As I assume the leadership of the Society for Pediatric Pain Medicine (SPPM), I am humbled by the legacy of its first three presidents. Sabine Kost-Byerly, MD had the vision to create SPPM out of the Pain-SIG (Special Interest Group) of our parent Society for Pediatric Anesthesia. Anjana Kundu, MBBS, MD initiated the Question of the Month, expanded our advocacy efforts, enhanced our presence online and in social media, and established ties with the US Pain Foundation, the largest patient/parent led advocacy group for pain patients in North America. My immediate predecessor, Rita Agarwal, MD, FAAP, led SPPM through some of the most turbulent times in recent world history, advocating tirelessly for children in pain and challenging SPPM to grow in its mission to promote better care for them. Daunting and impressive achievements, indeed.

My vision for SPPM is for it to be an inclusive, welcoming home for all practitioners who care for children in pain. Founded by anesthesiologists, SPPM nonetheless recognizes and celebrates the multi- and interdisciplinary nature of Pain Medicine. Anything less is a disservice to our patients, and to our non-anesthesiologist colleagues.

To this end, I have worked to change the membership structure of SPPM; giving more members equal voting rights and the opportunity to participate in Society governance through the addition of the Active B member category. As chairman of the SPPM Education Committee, I ensured our Annual Meetings included speakers from many of the disciplines that comprise Pediatric Pain Medicine.  I have also promoted official liaisons between SPPM and societies representing associated disciplines.  I was a founding member of a new SIG on Intensive Inpatient Pain Management, already a multi- and interdisciplinary group.

Despite such progress, much work remains to be done to expand the membership and relevance of SPPM. Most of our members, and virtually all in Society governance, are anesthesiologists. We must engage the spectrum of practitioners who work with us to promote better care for children in pain, and involve them in SPPM.

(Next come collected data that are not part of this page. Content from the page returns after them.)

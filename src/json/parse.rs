//! Purpose: Provide the JSON text decode entrypoints and parse-failure diagnostics.
//! Exports: `from_str`, `from_slice`, `ParseFailureCategory`, `categorize_error`, `hint_for_error`.
//! Role: Parser boundary that centralizes serde_json text decoding details.
//! Invariants: Category labels are stable kebab-case strings.
//! Invariants: Hints name the category and caller context only, never the payload.
//! Notes: Error kind mapping is done by callsites so domain context stays explicit.

use serde::de::DeserializeOwned;

pub(crate) fn from_str<T: DeserializeOwned>(input: &str) -> Result<T, serde_json::Error> {
    serde_json::from_str(input)
}

pub(crate) fn from_slice<T: DeserializeOwned>(input: &[u8]) -> Result<T, serde_json::Error> {
    serde_json::from_slice(input)
}

#[derive(Clone, Copy, Debug, Eq, PartialEq)]
pub enum ParseFailureCategory {
    Syntax,
    Eof,
    Utf8,
    NumericRange,
    DepthLimit,
    Data,
    Io,
    Unknown,
}

impl ParseFailureCategory {
    pub fn label(self) -> &'static str {
        match self {
            ParseFailureCategory::Syntax => "syntax",
            ParseFailureCategory::Eof => "eof",
            ParseFailureCategory::Utf8 => "utf8",
            ParseFailureCategory::NumericRange => "numeric-range",
            ParseFailureCategory::DepthLimit => "depth-limit",
            ParseFailureCategory::Data => "data",
            ParseFailureCategory::Io => "io",
            ParseFailureCategory::Unknown => "unknown",
        }
    }
}

pub(crate) fn categorize_error(err: &serde_json::Error) -> ParseFailureCategory {
    // serde_json folds several specific failures into `Syntax`; the message keeps them apart.
    match categorize_message(&err.to_string()) {
        ParseFailureCategory::Unknown => match err.classify() {
            serde_json::error::Category::Syntax => ParseFailureCategory::Syntax,
            serde_json::error::Category::Eof => ParseFailureCategory::Eof,
            serde_json::error::Category::Data => ParseFailureCategory::Data,
            serde_json::error::Category::Io => ParseFailureCategory::Io,
        },
        category => category,
    }
}

pub(crate) fn categorize_message(message: &str) -> ParseFailureCategory {
    let message = message.to_ascii_lowercase();
    if message.contains("recursion limit") {
        ParseFailureCategory::DepthLimit
    } else if message.contains("number out of range") {
        ParseFailureCategory::NumericRange
    } else if message.contains("invalid unicode") || message.contains("utf-8") {
        ParseFailureCategory::Utf8
    } else if message.contains("eof while parsing") {
        ParseFailureCategory::Eof
    } else {
        ParseFailureCategory::Unknown
    }
}

pub(crate) fn hint_for_error(err: &serde_json::Error, context: &str) -> String {
    format!(
        "parse category: {}; context: {context}",
        categorize_error(err).label()
    )
}
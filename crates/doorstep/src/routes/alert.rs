//! Visitor alert endpoints.

use axum::{Json, extract::State, http::StatusCode};
use serde::Serialize;

use doorstep_common::AlertState;

use crate::state::AppState;

#[derive(Serialize)]
pub struct RaiseResponse {
    message: &'static str,
    time: String,
}

/// Visitor pressed the bell: flag the owner
pub async fn raise(
    State(state): State<AppState>,
) -> Result<Json<RaiseResponse>, StatusCode> {
    let time = state
        .alerts
        .raise()
        .await
        .map_err(|_| StatusCode::INTERNAL_SERVER_ERROR)?;

    Ok(Json(RaiseResponse {
        message: "Owner alerted",
        time,
    }))
}

/// Owner polls for a pending visitor
pub async fn check(State(state): State<AppState>) -> Json<AlertState> {
    Json(state.alerts.check().await)
}

#[derive(Serialize)]
pub struct ClearedResponse {
    cleared: bool,
}

/// Owner acknowledged the visitor
pub async fn clear(
    State(state): State<AppState>,
) -> Result<Json<ClearedResponse>, StatusCode> {
    state
        .alerts
        .clear()
        .await
        .map_err(|_| StatusCode::INTERNAL_SERVER_ERROR)?;

    Ok(Json(ClearedResponse { cleared: true }))
}
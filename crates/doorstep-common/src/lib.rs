//! # Doorstep Common
//!
//! Shared types and utilities used across Doorstep components.
//!
//! ## Modules
//! - `types` - Core data structures (StoredCode, AlertState, LogEntry, ...)
//! - `error` - Common error types
//! - `constants` - Shared configuration constants

pub mod constants;
pub mod error;
pub mod types;

pub use error::Error;
pub use types::*;
//! HTTP route handlers for Doorstep.

use axum::{
    Router,
    routing::{get, post},
};
use std::path::Path;
use tower_http::cors::CorsLayer;
use tower_http::services::{ServeDir, ServeFile};
use tower_http::trace::TraceLayer;

use crate::state::AppState;

mod alert;
mod code;
mod health;
mod logs;
mod snapshot;

/// Create the main application router
pub fn create_router(state: AppState) -> Router {
    let static_dir = Path::new(&state.config.static_dir).to_path_buf();

    Router::new()
        // Snapshot endpoints
        .route("/api/visitor_snapshot", post(snapshot::upload))
        .route("/api/get_snapshot", get(snapshot::latest))
        .route("/api/clear_snapshot", post(snapshot::clear))

        // Alert endpoints
        .route("/api/visitor_request", post(alert::raise))
        .route("/api/check_requests", get(alert::check))
        .route("/api/clear_requests", post(alert::clear))

        // Verification code endpoints
        .route("/api/request_code", post(code::request))
        .route("/api/get_code", get(code::current))
        .route("/api/verify_code", post(code::verify))

        // Verification log
        .route("/api/get_logs", get(logs::list))

        // Health & Status
        .route("/health", get(health::health_check))

        // Frontend pages (camera pages may load from another LAN origin)
        .route_service("/", ServeFile::new(static_dir.join("index.html")))
        .route_service("/owner", ServeFile::new(static_dir.join("owner.html")))
        .fallback_service(ServeDir::new(static_dir))

        // Layers & shared state
        .layer(TraceLayer::new_for_http())
        .layer(CorsLayer::permissive())
        .with_state(state)
}
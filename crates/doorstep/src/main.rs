//! # Doorstep - Visitor Verification Service
//!
//! Handles doorbell alerts, camera snapshots, one-time verification
//! codes, and the access log behind a small HTTP API.
//!
//! ## Architecture
//! ```text
//! Visitor page ─┐
//!               ├─→ Doorstep → data dir (JSON docs + snapshots)
//! Owner page  ──┘
//! ```

use anyhow::{Context, Result};
use clap::Parser;
use tracing::info;
use tracing_subscriber::{EnvFilter, fmt, prelude::*};

mod config;
mod routes;
mod state;
mod store;

use config::AppConfig;
use state::AppState;

/// Doorstep - doorbell visitor verification
#[derive(Parser, Debug)]
#[command(name = "doorstep")]
#[command(author, version, about, long_about = None)]
struct Args {
    /// Configuration file path
    #[arg(short, long, default_value = "config/doorstep.toml")]
    config: String,

    /// Listen address (overrides config)
    #[arg(short, long, env = "LISTEN_ADDR")]
    listen: Option<String>,

    /// Data directory for JSON documents and snapshots (overrides config)
    #[arg(long, env = "DOORSTEP_DATA_DIR")]
    data_dir: Option<String>,

    /// Log level (trace, debug, info, warn, error)
    #[arg(long, default_value = "info", env = "LOG_LEVEL")]
    log_level: String,

    /// Enable JSON logging output
    #[arg(long, default_value = "false")]
    json_logs: bool,
}

#[tokio::main]
async fn main() -> Result<()> {
    dotenvy::dotenv().ok();

    // Parse CLI arguments
    let args = Args::parse();

    // Initialize logging
    init_logging(&args.log_level, args.json_logs)?;

    info!("Starting Doorstep v{}", env!("CARGO_PKG_VERSION"));

    // Load configuration
    let config = AppConfig::load(&args.config, &args)?;
    info!("Configuration loaded from {}", args.config);

    // Initialize application state (creates the data directories)
    let state = AppState::new(config.clone()).await?;
    info!("Data directory ready: {}", config.data_dir);

    // Build router
    let app = routes::create_router(state);

    // Start server
    let listener = tokio::net::TcpListener::bind(&config.listen_addr).await?;
    info!("Doorstep listening on {}", config.listen_addr);

    let shutdown_signal = async {
        tokio::signal::ctrl_c()
            .await
            .expect("Failed to install Ctrl+C handler");
        info!("Shutdown signal received");
    };

    axum::serve(listener, app)
        .with_graceful_shutdown(shutdown_signal)
        .await
        .context("Server error")?;

    info!("Doorstep shutdown complete");
    Ok(())
}

/// Initialize structured logging with tracing
fn init_logging(level: &str, json: bool) -> Result<()> {
    let filter = EnvFilter::try_from_default_env().unwrap_or_else(|_| EnvFilter::new(level));

    if json {
        tracing_subscriber::registry()
            .with(filter)
            .with(fmt::layer().json())
            .init();
    } else {
        tracing_subscriber::registry()
            .with(filter)
            .with(fmt::layer().with_target(true))
            .init();
    }

    Ok(())
}
//! Camera snapshot captures.
//!
//! Every upload is written to its own second-stamped file and kept
//! forever; only the filename of the most recent capture is tracked,
//! in process memory. The pointer is lost on restart and clearing it
//! never deletes a file.

use base64::Engine;
use base64::engine::general_purpose::STANDARD;
use chrono::Local;
use std::path::PathBuf;
use std::sync::Arc;
use tokio::sync::RwLock;

use doorstep_common::Error;
use doorstep_common::constants::{JPEG_DATA_URI_PREFIX, SNAPSHOT_NAME_FORMAT};

/// A freshly saved capture, ready for inline transport
#[derive(Debug, Clone)]
pub struct SavedSnapshot {
    pub file: String,
    pub data_uri: String,
}

#[derive(Debug, Clone)]
pub struct SnapshotStore {
    dir: PathBuf,
    /// Filename of the most recent capture, shared across requests
    latest: Arc<RwLock<Option<String>>>,
}

impl SnapshotStore {
    pub fn new(dir: impl Into<PathBuf>) -> Self {
        Self {
            dir: dir.into(),
            latest: Arc::new(RwLock::new(None)),
        }
    }

    /// Write a capture to disk and point at it.
    ///
    /// An empty payload is rejected without touching the pointer.
    pub async fn save(&self, bytes: &[u8]) -> Result<SavedSnapshot, Error> {
        if bytes.is_empty() {
            return Err(Error::NoData);
        }

        let file = Local::now().format(SNAPSHOT_NAME_FORMAT).to_string();
        tokio::fs::write(self.dir.join(&file), bytes).await?;
        *self.latest.write().await = Some(file.clone());

        tracing::debug!(file = %file, size = bytes.len(), "Snapshot saved");

        Ok(SavedSnapshot {
            file,
            data_uri: format!("{JPEG_DATA_URI_PREFIX}{}", STANDARD.encode(bytes)),
        })
    }

    /// The most recent capture, re-encoded for transport.
    ///
    /// `None` when no pointer is set or the referenced file is gone.
    pub async fn latest(&self) -> Option<SavedSnapshot> {
        let file = self.latest.read().await.clone()?;
        let bytes = tokio::fs::read(self.dir.join(&file)).await.ok()?;
        Some(SavedSnapshot {
            file,
            data_uri: format!("{JPEG_DATA_URI_PREFIX}{}", STANDARD.encode(&bytes)),
        })
    }

    /// Forget the latest pointer; files are never deleted
    pub async fn forget(&self) {
        *self.latest.write().await = None;
    }
}

#[cfg(test)]
mod tests {
    use super::*;

    #[tokio::test]
    async fn test_empty_payload_rejected_pointer_untouched() {
        let dir = tempfile::tempdir().unwrap();
        let snaps = SnapshotStore::new(dir.path());

        snaps.save(b"earlier").await.unwrap();
        let err = snaps.save(b"").await.unwrap_err();
        assert!(matches!(err, Error::NoData));

        // Pointer still refers to the earlier capture
        assert!(snaps.latest().await.is_some());
    }

    #[tokio::test]
    async fn test_save_then_latest() {
        let dir = tempfile::tempdir().unwrap();
        let snaps = SnapshotStore::new(dir.path());

        let saved = snaps.save(b"jpegbytes").await.unwrap();
        assert!(saved.data_uri.starts_with(JPEG_DATA_URI_PREFIX));
        assert!(dir.path().join(&saved.file).exists());

        let latest = snaps.latest().await.unwrap();
        assert_eq!(latest.file, saved.file);
        assert_eq!(latest.data_uri, saved.data_uri);
    }

    #[tokio::test]
    async fn test_forget_keeps_file_on_disk() {
        let dir = tempfile::tempdir().unwrap();
        let snaps = SnapshotStore::new(dir.path());

        let saved = snaps.save(b"jpegbytes").await.unwrap();
        snaps.forget().await;

        assert!(snaps.latest().await.is_none());
        assert!(dir.path().join(&saved.file).exists());
    }

    #[tokio::test]
    async fn test_latest_none_when_file_removed() {
        let dir = tempfile::tempdir().unwrap();
        let snaps = SnapshotStore::new(dir.path());

        let saved = snaps.save(b"jpegbytes").await.unwrap();
        tokio::fs::remove_file(dir.path().join(&saved.file))
            .await
            .unwrap();

        assert!(snaps.latest().await.is_none());
    }

    #[tokio::test]
    async fn test_no_pointer_before_first_save() {
        let dir = tempfile::tempdir().unwrap();
        let snaps = SnapshotStore::new(dir.path());
        assert!(snaps.latest().await.is_none());
    }
}
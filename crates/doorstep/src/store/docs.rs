//! Named JSON documents on the local filesystem.
//!
//! The tiny {get, put, delete} surface keeps the file-as-database
//! pattern in one place. A document that is missing or unparsable reads
//! as absent - callers decide what the empty state means.

use serde::Serialize;
use serde::de::DeserializeOwned;
use std::path::PathBuf;

use doorstep_common::Error;

/// Typed access to JSON documents under a single directory
#[derive(Debug, Clone)]
pub struct JsonStore {
    dir: PathBuf,
}

impl JsonStore {
    pub fn new(dir: impl Into<PathBuf>) -> Self {
        Self { dir: dir.into() }
    }

    fn path(&self, name: &str) -> PathBuf {
        self.dir.join(name)
    }

    /// Read and parse a document. Missing or corrupt documents read as
    /// `None`; corruption is logged but never surfaced.
    pub async fn get<T: DeserializeOwned>(&self, name: &str) -> Option<T> {
        let bytes = tokio::fs::read(self.path(name)).await.ok()?;
        match serde_json::from_slice(&bytes) {
            Ok(value) => Some(value),
            Err(err) => {
                tracing::warn!(document = name, error = %err, "Unparsable document, treating as absent");
                None
            }
        }
    }

    /// Serialize and persist a document, replacing any previous content
    pub async fn put<T: Serialize>(&self, name: &str, value: &T) -> Result<(), Error> {
        let bytes = serde_json::to_vec_pretty(value)?;
        tokio::fs::write(self.path(name), bytes).await?;
        Ok(())
    }

    /// Remove a document; removing an absent document is not an error
    pub async fn delete(&self, name: &str) -> Result<(), Error> {
        match tokio::fs::remove_file(self.path(name)).await {
            Ok(()) => Ok(()),
            Err(err) if err.kind() == std::io::ErrorKind::NotFound => Ok(()),
            Err(err) => Err(err.into()),
        }
    }
}
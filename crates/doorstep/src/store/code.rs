//! The active verification code.
//!
//! A single code exists at a time; issuing a new one replaces it. The
//! code expires a fixed number of seconds after creation, checked
//! lazily on every read - an expired code and a never-issued code look
//! identical to callers.

use chrono::Utc;
use rand::Rng;

use doorstep_common::constants::{CODE_MAX, CODE_MIN, documents};
use doorstep_common::{Error, StoredCode, VerifyOutcome};

use super::JsonStore;

#[derive(Debug, Clone)]
pub struct CodeStore {
    docs: JsonStore,
    expiry_secs: u64,
}

impl CodeStore {
    pub fn new(docs: JsonStore, expiry_secs: u64) -> Self {
        Self { docs, expiry_secs }
    }

    /// Issue a fresh 6-digit code, replacing any existing one.
    ///
    /// No uniqueness check against prior codes - collisions are harmless
    /// since only the latest code is ever active.
    pub async fn issue(&self) -> Result<String, Error> {
        let code = rand::rng().random_range(CODE_MIN..=CODE_MAX).to_string();
        let stored = StoredCode {
            code: code.clone(),
            created: Utc::now().timestamp(),
        };
        self.docs.put(documents::CODE, &stored).await?;
        tracing::info!("Verification code issued");
        Ok(code)
    }

    /// The active code, or `None` if absent or expired
    pub async fn current(&self) -> Option<String> {
        let stored: StoredCode = self.docs.get(documents::CODE).await?;
        if stored.is_expired(Utc::now().timestamp(), self.expiry_secs) {
            return None;
        }
        Some(stored.code)
    }

    /// Check an entered code against the active one.
    ///
    /// The entered string is trimmed before comparison. Codes stay valid
    /// for repeated checks until replaced or expired.
    pub async fn check(&self, entered: &str) -> VerifyOutcome {
        let entered = entered.trim();
        let stored: Option<StoredCode> = self.docs.get(documents::CODE).await;

        match stored {
            Some(stored) if !stored.is_expired(Utc::now().timestamp(), self.expiry_secs) => {
                if entered == stored.code {
                    VerifyOutcome::Success
                } else {
                    VerifyOutcome::Fail
                }
            }
            _ => VerifyOutcome::Expired,
        }
    }
}

#[cfg(test)]
mod tests {
    use super::*;

    fn store(dir: &std::path::Path) -> CodeStore {
        CodeStore::new(JsonStore::new(dir), 180)
    }

    #[tokio::test]
    async fn test_issued_codes_are_six_decimal_digits() {
        let dir = tempfile::tempdir().unwrap();
        let codes = store(dir.path());

        for _ in 0..50 {
            let code = codes.issue().await.unwrap();
            assert_eq!(code.len(), 6);
            let value: u32 = code.parse().unwrap();
            assert!((CODE_MIN..=CODE_MAX).contains(&value));
        }
    }

    #[tokio::test]
    async fn test_verify_right_and_wrong_code() {
        let dir = tempfile::tempdir().unwrap();
        let codes = store(dir.path());

        let code = codes.issue().await.unwrap();
        assert_eq!(codes.check(&code).await, VerifyOutcome::Success);
        assert_eq!(codes.check("000000").await, VerifyOutcome::Fail);

        // Codes are reusable until replaced or expired
        assert_eq!(codes.check(&code).await, VerifyOutcome::Success);
    }

    #[tokio::test]
    async fn test_entered_code_is_trimmed() {
        let dir = tempfile::tempdir().unwrap();
        let codes = store(dir.path());

        let code = codes.issue().await.unwrap();
        let padded = format!("  {code} ");
        assert_eq!(codes.check(&padded).await, VerifyOutcome::Success);
    }

    #[tokio::test]
    async fn test_missing_code_is_expired() {
        let dir = tempfile::tempdir().unwrap();
        let codes = store(dir.path());

        assert_eq!(codes.current().await, None);
        assert_eq!(codes.check("123456").await, VerifyOutcome::Expired);
    }

    #[tokio::test]
    async fn test_stale_code_is_expired() {
        let dir = tempfile::tempdir().unwrap();
        let docs = JsonStore::new(dir.path());
        let codes = CodeStore::new(docs.clone(), 180);

        // Backdate a code past the expiry window
        let stale = StoredCode {
            code: "482913".to_string(),
            created: Utc::now().timestamp() - 181,
        };
        docs.put(documents::CODE, &stale).await.unwrap();

        assert_eq!(codes.current().await, None);
        assert_eq!(codes.check("482913").await, VerifyOutcome::Expired);
    }

    #[tokio::test]
    async fn test_new_code_replaces_old() {
        let dir = tempfile::tempdir().unwrap();
        let codes = store(dir.path());

        let first = codes.issue().await.unwrap();
        let second = codes.issue().await.unwrap();
        assert_eq!(codes.current().await, Some(second.clone()));
        if first != second {
            assert_eq!(codes.check(&first).await, VerifyOutcome::Fail);
        }
    }
}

I ask your help in these efforts to make SPPM the diverse and inclusive Society it should be.  Reach out to colleagues within your institution – advanced practice nurses in your pain service and clinic, pediatric pain psychologists, physiatrists, and physical therapists, as well as any physician who is treating acute or chronic pain in children - and invite them to join SPPM.